If you come to NYC to be a professional singer, on Broadway, you will be expected to confront yourself and overcome your inhibitions, your mannerisms, your limitations, and your fears as a part of your job. You will not be allowed to hide behind any kind of cover while performing, but instead will be expected to reveal your soul in your singing, your drama and your work. Not to do that is to lose the respect of your peers. What’s worse, though, is to run away from looking at your own inner world because it is there, and only there, that life reveals itself.

What is true within is also true when projected out. If you hate yourself, you will find it hard to like anyone who likes you. If you are insecure, you will find it hard to believe anyone who tells you that you are confident, thinking they are trying to manipulate you for their own gain. If you think you are easy to ridicule or if you regard yourself as a “joke”, you will find it hard to think that others can regard you with respect, even if they say they do. If you fear that someone will take advantage of you, your very fear will somehow draw you to encounter a person who turns out to do just that.

Artists, who are often more aware and sensitive to life than non-artists, can react strongly to even benign-seeming events. Artists live in their subjective worlds, with strong emotional responses, and with bold passionate opinions about their creativity, their livelihoods, and their daily lives. If you spend most of your time in a corporate office where everyone wears a suit and no one ever raises their voice above a quiet conversational level, you truly have no idea what it’s like to live in a world where the individuals in it are vividly alive, vitally active, and incredibly vulnerable to even the tiniest things. Artists are not crazy because they are sensitive, they are not crazy because they feel things more deeply than many, they are not “unstable” because they know that some events in one’s past can color the present in a negative manner. In fact, most real artists who want to make a significant contribution to life are not unaware of all of these things. They go into psychotherapy because they want to give more to the world, not less. They want to be free to be more authentically true to themselves.

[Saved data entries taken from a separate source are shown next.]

use std::str::FromStr;

use axum::body::StreamBody;
use axum::extract::{Path, State};
use axum::http::{header, StatusCode};
use axum::response::IntoResponse;
use serde_with::DeserializeFromStr;

use crate::app;
use crate::error::{Error, Result};
use crate::hash::Hash;
use crate::nar_url::NarUrl;

pub(super) fn router() -> axum::Router<app::State> {
    use axum::routing::{delete, get, put};

    axum::Router::new()
        .route("/nix-cache-info", get(nix_cache_info))
        .route(
            "/:narinfo_path",
            get(get_narinfo).head(head_narinfo).put(put_narinfo).delete(delete_narinfo),
        )
        .route(
            "/nar/:nar_path",
            get(get_nar).head(head_nar).put(put_nar).delete(delete_nar),
        )
        .route("/metrics", get(metrics))
}

async fn nix_cache_info(State(state): State<app::State>) -> impl IntoResponse {
    (
        [(header::CONTENT_TYPE, "text/x-nix-cache-info")],
        format!(
            "StoreDir: /nix/store\nWantMassQuery: 1\nPriority: 40\n# served by {}\n",
            state.config.hostname
        ),
    )
}

/// `/{hash}.narinfo` path parameter.
#[derive(Debug, DeserializeFromStr)]
struct NarInfoPath(Hash);

impl FromStr for NarInfoPath {
    type Err = Error;

    fn from_str(s: &str) -> std::result::Result<Self, Self::Err> {
        match s.strip_suffix(".narinfo") {
            Some(hash) => Ok(Self(hash.parse()?)),
            None => Err(Error::InvalidInput(format!("expected <hash>.narinfo, got {s:?}"))),
        }
    }
}

async fn head_narinfo(
    Path(NarInfoPath(hash)): Path<NarInfoPath>,
    State(state): State<app::State>,
) -> Result<StatusCode> {
    state.cache.get_narinfo(&hash).await?;
    Ok(StatusCode::OK)
}

async fn get_narinfo(
    Path(NarInfoPath(hash)): Path<NarInfoPath>,
    State(state): State<app::State>,
) -> Result<impl IntoResponse> {
    let result = state.cache.get_narinfo(&hash).await?;
    Ok((
        [(header::CONTENT_TYPE, "text/x-nix-narinfo")],
        result.narinfo.to_string(),
    ))
}

async fn put_narinfo(
    Path(NarInfoPath(hash)): Path<NarInfoPath>,
    State(state): State<app::State>,
    body: axum::body::Bytes,
) -> Result<StatusCode> {
    if !state.config.allow_put_verb {
        return Err(Error::Unauthorized);
    }

    if state.cache.has_narinfo(&hash).await? {
        return Err(Error::AlreadyExists);
    }

    state.cache.put_narinfo(&hash, &body).await?;
    Ok(StatusCode::NO_CONTENT)
}

async fn delete_narinfo(
    Path(NarInfoPath(hash)): Path<NarInfoPath>,
    State(state): State<app::State>,
) -> Result<StatusCode> {
    if !state.config.allow_delete_verb {
        return Err(Error::Unauthorized);
    }

    if !state.cache.has_narinfo(&hash).await? {
        return Err(Error::NotFound);
    }

    state.cache.delete_narinfo(&hash).await?;
    Ok(StatusCode::NO_CONTENT)
}

/// `/nar/{hash}[.ext]` path parameter, reusing [`NarUrl`]'s own parser
/// for the part after the `nar/` prefix (which axum has already
/// stripped by routing on `/nar/:nar_path`).
#[derive(Debug, DeserializeFromStr)]
struct NarPath(NarUrl);

impl FromStr for NarPath {
    type Err = Error;

    fn from_str(s: &str) -> std::result::Result<Self, Self::Err> {
        Ok(Self(format!("nar/{s}").parse()?))
    }
}

fn content_type_for(url: &NarUrl) -> String {
    format!("application/x-nix-nar{}", url.compression.content_type_suffix())
}

async fn head_nar(
    Path(NarPath(url)): Path<NarPath>,
    State(state): State<app::State>,
) -> Result<StatusCode> {
    state.cache.get_nar(&url).await?;
    Ok(StatusCode::OK)
}

async fn get_nar(
    Path(NarPath(url)): Path<NarPath>,
    State(state): State<app::State>,
) -> Result<impl IntoResponse> {
    let nar = state.cache.get_nar(&url).await?;
    let body = StreamBody::new(tokio_util::io::ReaderStream::new(nar.stream));

    Ok((
        [
            (header::CONTENT_TYPE, content_type_for(&url)),
            (header::CONTENT_LENGTH, nar.size.to_string()),
        ],
        body,
    ))
}

async fn put_nar(
    Path(NarPath(url)): Path<NarPath>,
    State(state): State<app::State>,
    body: axum::body::Bytes,
) -> Result<StatusCode> {
    if !state.config.allow_put_verb {
        return Err(Error::Unauthorized);
    }

    if state.cache.storage().nar_has(&url).await.map_err(Error::from)? {
        return Err(Error::AlreadyExists);
    }

    let size = body.len() as u64;
    state
        .cache
        .put_nar(&url, size, Box::pin(std::io::Cursor::new(body.to_vec())))
        .await?;
    Ok(StatusCode::NO_CONTENT)
}

async fn delete_nar(
    Path(NarPath(url)): Path<NarPath>,
    State(state): State<app::State>,
) -> Result<StatusCode> {
    if !state.config.allow_delete_verb {
        return Err(Error::Unauthorized);
    }

    if !state.cache.storage().nar_has(&url).await.map_err(Error::from)? {
        return Err(Error::NotFound);
    }

    state.cache.delete_nar(&url).await?;
    Ok(StatusCode::NO_CONTENT)
}

async fn metrics(State(state): State<app::State>) -> Result<impl IntoResponse> {
    let total_size = state.cache.index().total_nar_size().await.map_err(Error::Index)?;

    let body = format!(
        "# HELP cache_proxy_nar_bytes_total Total bytes of cached NAR bodies.\n\
# TYPE cache_proxy_nar_bytes_total gauge\n\
cache_proxy_nar_bytes_total {total_size}\n"
    );

    Ok(([(header::CONTENT_TYPE, "text/plain; version=0.0.4")], body))
}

If you think that you are “OK the way you are” you are in the majority; if you think that how you behave, what you do and how you react is “just the way things are”; if you think that nothing can be changed through conscious work, through talking, through new insights, through the skills of someone with training navigating the paths of behavior and thought; then I feel truly sorry for you. It’s a small way to go through life and it can have powerful repercussions, if not for you, then for those who live with you and share your life. If you consider yourself an artist, have the humility to submit your Ego to evaluation by a qualified expert, because your art will only flower and expand when you do.